Start a blog that makes that knowledge accessible by posting explanations of terms and ideas brought up on TV. It’s like Heard On TV, except instead of music, one sees terminology.
Once you find a clip like the excerpt from The Office, linked here (sorry, I can’t embed it), post it if possible, name the term (Lachrymose, in this case) find the definition, and teach your readers about the term. If it’s a scientific concept, go over the background information as well.
Create a viewing schedule of what you will be watching live, and post as soon as difficult subjects come up. It’s liveblogging, applied to broadcasts.
- For both the blogger and readers, this is a great way to learn new words and become more articulate.
- If you look hard enough, there’s no shortage of terms like this, even on fictional television.
- This is a fun way to go beyond dumbly watching some of the more complex TV series such as House, Numb3rs, and so on. Over time, you recognize terms and processes before even looking them up.
- It will take time and intelligence to figure out and post the meanings of certain ideas.
- Having looked up several terms in my illustrious career as a couch potato, I’ve sometimes experienced the need to correct my friends in the middle of conversations. Don’t do it. In real life, you’ll quickly become that pedantic guy nobody likes talking to, and that’s hard to bounce back from.
- Unless you use Twitter as a platform for this, the response is not as immediate as one would like.

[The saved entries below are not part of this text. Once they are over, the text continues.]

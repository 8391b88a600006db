//! Element-level finite element kernels: Lagrange basis functions on
//! simplices and the integrators that produce element matrices and vectors.

use crate::{
  coefficient::{Coefficient, ElementPoint},
  mesh::{CellGeometry, FacetGeometry},
  quadrature::QuadRule,
  Dim,
};

use num_integer::binomial;

/// Number of Lagrange dofs of the given order on a d-simplex.
pub fn ndofs_per_cell(order: usize, dim: Dim) -> usize {
  assert!((1..=2).contains(&order), "Lagrange orders 1 and 2 are available");
  binomial(dim + order, order)
}

/// Basis values at a barycentric point. Dof order: vertices, then edges in
/// lexicographic vertex-pair order (matching the mesh's local edge order).
pub fn eval_basis(order: usize, dim: Dim, bary: na::DVectorView<f64>) -> na::DVector<f64> {
  assert!(bary.len() == dim + 1);
  let mut phi = na::DVector::zeros(ndofs_per_cell(order, dim));
  match order {
    1 => phi.copy_from(&bary),
    _ => {
      for i in 0..=dim {
        phi[i] = bary[i] * (2.0 * bary[i] - 1.0);
      }
      let mut dof = dim + 1;
      for i in 0..=dim {
        for j in (i + 1)..=dim {
          phi[dof] = 4.0 * bary[i] * bary[j];
          dof += 1;
        }
      }
    }
  }
  phi
}

/// Basis gradients at a barycentric point, dim × ndofs.
pub fn eval_basis_grads(
  order: usize,
  cell: &CellGeometry,
  bary: na::DVectorView<f64>,
) -> na::DMatrix<f64> {
  let dim = cell.dim();
  let grad_barys = cell.grad_barys();
  let mut grads = na::DMatrix::zeros(dim, ndofs_per_cell(order, dim));
  match order {
    1 => grads.copy_from(&grad_barys),
    _ => {
      for i in 0..=dim {
        let gi = grad_barys.column(i) * (4.0 * bary[i] - 1.0);
        grads.set_column(i, &gi);
      }
      let mut dof = dim + 1;
      for i in 0..=dim {
        for j in (i + 1)..=dim {
          let gij = 4.0 * (grad_barys.column(i) * bary[j] + grad_barys.column(j) * bary[i]);
          grads.set_column(dof, &gij);
          dof += 1;
        }
      }
    }
  }
  grads
}

fn cell_point(cell: &CellGeometry, bary: na::DVectorView<f64>) -> ElementPoint {
  ElementPoint {
    cell: cell.index(),
    attribute: cell.attribute(),
    phys: cell.bary_to_phys(bary),
    bary: bary.clone_owned(),
  }
}

fn facet_point(facet: &FacetGeometry, cell: &CellGeometry, facet_bary: na::DVectorView<f64>) -> ElementPoint {
  let phys = facet.bary_to_phys(facet_bary);
  ElementPoint {
    cell: cell.index(),
    attribute: facet.attribute(),
    bary: cell.phys_to_bary(phys.as_view()),
    phys,
  }
}

/// Produces the element matrix of a bilinear form on one cell.
pub trait BilinearIntegrator {
  fn elmat(&self, cell: &CellGeometry, order: usize) -> na::DMatrix<f64>;
}
impl<F> BilinearIntegrator for F
where
  F: Fn(&CellGeometry, usize) -> na::DMatrix<f64>,
{
  fn elmat(&self, cell: &CellGeometry, order: usize) -> na::DMatrix<f64> {
    self(cell, order)
  }
}

/// Element matrix on a boundary facet, indexed by the adjacent cell's dofs.
pub trait FacetBilinearIntegrator {
  fn facet_elmat(&self, facet: &FacetGeometry, cell: &CellGeometry, order: usize)
    -> na::DMatrix<f64>;
}

/// Element matrix on an interior facet, indexed by the concatenated dofs of
/// the two adjacent cells.
pub trait InteriorFacetIntegrator {
  fn facet_elmat(
    &self,
    facet: &FacetGeometry,
    left: &CellGeometry,
    right: &CellGeometry,
    order: usize,
  ) -> na::DMatrix<f64>;
}

/// Produces the element vector of a linear functional on one cell.
pub trait LinearFormIntegrator {
  fn elvec(&self, cell: &CellGeometry, order: usize) -> na::DVector<f64>;
}
impl<F> LinearFormIntegrator for F
where
  F: Fn(&CellGeometry, usize) -> na::DVector<f64>,
{
  fn elvec(&self, cell: &CellGeometry, order: usize) -> na::DVector<f64> {
    self(cell, order)
  }
}

/// Element vector on a boundary facet, indexed by the adjacent cell's dofs.
pub trait FacetLinearFormIntegrator {
  fn facet_elvec(&self, facet: &FacetGeometry, cell: &CellGeometry, order: usize)
    -> na::DVector<f64>;
}

/// `∫ c ∇u · ∇v`
pub struct DiffusionIntegrator<C> {
  coeff: C,
  quad_order: Option<usize>,
}
impl<C: Coefficient> DiffusionIntegrator<C> {
  pub fn new(coeff: C) -> Self {
    Self {
      coeff,
      quad_order: None,
    }
  }
  pub fn with_quad_order(mut self, order: usize) -> Self {
    self.quad_order = Some(order);
    self
  }
}
impl<C: Coefficient> BilinearIntegrator for DiffusionIntegrator<C> {
  fn elmat(&self, cell: &CellGeometry, order: usize) -> na::DMatrix<f64> {
    let rule = QuadRule::for_simplex(cell.dim(), self.quad_order.unwrap_or(2 * order));
    let nd = ndofs_per_cell(order, cell.dim());
    let mut elmat = na::DMatrix::zeros(nd, nd);
    for q in 0..rule.npoints() {
      let grads = eval_basis_grads(order, cell, rule.point(q));
      let c = self.coeff.eval(&cell_point(cell, rule.point(q)));
      elmat += rule.weight(q) * cell.vol() * c * grads.transpose() * &grads;
    }
    elmat
  }
}

/// `∫ c u v`
pub struct MassIntegrator<C> {
  coeff: C,
  quad_order: Option<usize>,
}
impl<C: Coefficient> MassIntegrator<C> {
  pub fn new(coeff: C) -> Self {
    Self {
      coeff,
      quad_order: None,
    }
  }
  pub fn with_quad_order(mut self, order: usize) -> Self {
    self.quad_order = Some(order);
    self
  }
}
impl<C: Coefficient> BilinearIntegrator for MassIntegrator<C> {
  fn elmat(&self, cell: &CellGeometry, order: usize) -> na::DMatrix<f64> {
    let rule = QuadRule::for_simplex(cell.dim(), self.quad_order.unwrap_or(2 * order));
    let nd = ndofs_per_cell(order, cell.dim());
    let mut elmat = na::DMatrix::zeros(nd, nd);
    for q in 0..rule.npoints() {
      let phi = eval_basis(order, cell.dim(), rule.point(q));
      let c = self.coeff.eval(&cell_point(cell, rule.point(q)));
      elmat += rule.weight(q) * cell.vol() * c * &phi * phi.transpose();
    }
    elmat
  }
}

/// `∫_∂ c u v` over boundary facets.
pub struct BoundaryMassIntegrator<C> {
  coeff: C,
}
impl<C: Coefficient> BoundaryMassIntegrator<C> {
  pub fn new(coeff: C) -> Self {
    Self { coeff }
  }
}
impl<C: Coefficient> FacetBilinearIntegrator for BoundaryMassIntegrator<C> {
  fn facet_elmat(
    &self,
    facet: &FacetGeometry,
    cell: &CellGeometry,
    order: usize,
  ) -> na::DMatrix<f64> {
    let rule = QuadRule::for_simplex(facet.nvertices() - 1, 2 * order);
    let nd = ndofs_per_cell(order, cell.dim());
    let mut elmat = na::DMatrix::zeros(nd, nd);
    for q in 0..rule.npoints() {
      let ep = facet_point(facet, cell, rule.point(q));
      let phi = eval_basis(order, cell.dim(), ep.bary.as_view());
      let c = self.coeff.eval(&ep);
      elmat += rule.weight(q) * facet.vol() * c * &phi * phi.transpose();
    }
    elmat
  }
}

/// `∫ c v`
pub struct DomainLFIntegrator<C> {
  coeff: C,
  quad_order: Option<usize>,
}
impl<C: Coefficient> DomainLFIntegrator<C> {
  pub fn new(coeff: C) -> Self {
    Self {
      coeff,
      quad_order: None,
    }
  }
  pub fn with_quad_order(mut self, order: usize) -> Self {
    self.quad_order = Some(order);
    self
  }
}
impl<C: Coefficient> LinearFormIntegrator for DomainLFIntegrator<C> {
  fn elvec(&self, cell: &CellGeometry, order: usize) -> na::DVector<f64> {
    let rule = QuadRule::for_simplex(cell.dim(), self.quad_order.unwrap_or(2 * order));
    let mut elvec = na::DVector::zeros(ndofs_per_cell(order, cell.dim()));
    for q in 0..rule.npoints() {
      let phi = eval_basis(order, cell.dim(), rule.point(q));
      let c = self.coeff.eval(&cell_point(cell, rule.point(q)));
      elvec += rule.weight(q) * cell.vol() * c * phi;
    }
    elvec
  }
}

/// `∫_∂ c v` over boundary facets.
pub struct BoundaryLFIntegrator<C> {
  coeff: C,
}
impl<C: Coefficient> BoundaryLFIntegrator<C> {
  pub fn new(coeff: C) -> Self {
    Self { coeff }
  }
}
impl<C: Coefficient> FacetLinearFormIntegrator for BoundaryLFIntegrator<C> {
  fn facet_elvec(
    &self,
    facet: &FacetGeometry,
    cell: &CellGeometry,
    order: usize,
  ) -> na::DVector<f64> {
    let rule = QuadRule::for_simplex(facet.nvertices() - 1, 2 * order);
    let mut elvec = na::DVector::zeros(ndofs_per_cell(order, cell.dim()));
    for q in 0..rule.npoints() {
      let ep = facet_point(facet, cell, rule.point(q));
      let phi = eval_basis(order, cell.dim(), ep.bary.as_view());
      let c = self.coeff.eval(&ep);
      elvec += rule.weight(q) * facet.vol() * c * phi;
    }
    elvec
  }
}

#[cfg(test)]
mod test {
  use super::*;
  use crate::{coefficient::ConstantCoefficient, linalg::assert_mat_eq, mesh::SimplicialMesh};

  #[test]
  fn p1_elmats_on_unit_triangle() {
    let mesh = SimplicialMesh::unit_square(1);
    let cell = mesh.cell_geometry(0);

    let diffusion = DiffusionIntegrator::new(ConstantCoefficient(1.0)).elmat(&cell, 1);
    #[rustfmt::skip]
    let expected = 0.5 * na::DMatrix::from_row_slice(3, 3, &[
       1.0, -1.0,  0.0,
      -1.0,  2.0, -1.0,
       0.0, -1.0,  1.0,
    ]);
    assert_mat_eq(&diffusion, &expected);

    let mass = MassIntegrator::new(ConstantCoefficient(1.0)).elmat(&cell, 1);
    let v = cell.vol() / 12.0;
    #[rustfmt::skip]
    let expected = v * na::DMatrix::from_row_slice(3, 3, &[
      2.0, 1.0, 1.0,
      1.0, 2.0, 1.0,
      1.0, 1.0, 2.0,
    ]);
    assert_mat_eq(&mass, &expected);
  }

  #[test]
  fn p1_elmats_on_segment() {
    let mesh = SimplicialMesh::interval(0.0, 2.0, 4);
    let cell = mesh.cell_geometry(0);
    let h = 0.5;

    let diffusion = DiffusionIntegrator::new(ConstantCoefficient(1.0)).elmat(&cell, 1);
    let expected = 1.0 / h * na::DMatrix::from_row_slice(2, 2, &[1.0, -1.0, -1.0, 1.0]);
    assert_mat_eq(&diffusion, &expected);

    let mass = MassIntegrator::new(ConstantCoefficient(1.0)).elmat(&cell, 1);
    let expected = h / 6.0 * na::DMatrix::from_row_slice(2, 2, &[2.0, 1.0, 1.0, 2.0]);
    assert_mat_eq(&mass, &expected);
  }

  #[test]
  fn p2_basis_partition_of_unity() {
    for dim in 1..=2 {
      let bary = if dim == 1 {
        na::dvector![0.3, 0.7]
      } else {
        na::dvector![0.2, 0.3, 0.5]
      };
      let phi = eval_basis(2, dim, bary.as_view());
      assert!((phi.sum() - 1.0).abs() <= 1e-14);
    }
  }

  #[test]
  fn p2_basis_is_nodal() {
    // vertex basis functions vanish at edge midpoints and vice versa
    let phi = eval_basis(2, 2, na::dvector![0.5, 0.5, 0.0].as_view());
    let expected = na::dvector![0.0, 0.0, 0.0, 1.0, 0.0, 0.0];
    assert!((phi - expected).norm() <= 1e-14);
  }
}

This means that users might simply go to a dictionary website, missing out on your explanation of the term(s) in context.
David Matsumoto is the Director of Humintell, a company focused mainly on facial expressions, lie detection, and body language. He has his own blog at Humintell, in which he analyzes several scandals and the lies involved. Additionally, he posts his scientific commentary on the show Lie To Me after every episode airs. His posts were one of the inspirations for this idea. Here’s his commentary on the last episode of 2009.
I don’t think I’ve heard about The Hannibal Blog or Andreas Kluth before, but he has a pretty good idea. It aims to shame distracted drivers into adopting safer habits by creating a blog about them. The concept is simple: if you see a distracted driver, take a picture of him/her or the car’s plate numbers, then upload it to the site.
BONUS: I was curious, so I looked this up. There are a few websites that are based on similar ideas, but none are exactly the same. They don’t add the element of possibly having the person’s face in the description. Regardless, check out Platester and Platewire. Beware, though. I imagine quite a few people post when they’re angry, so there may be some foul language.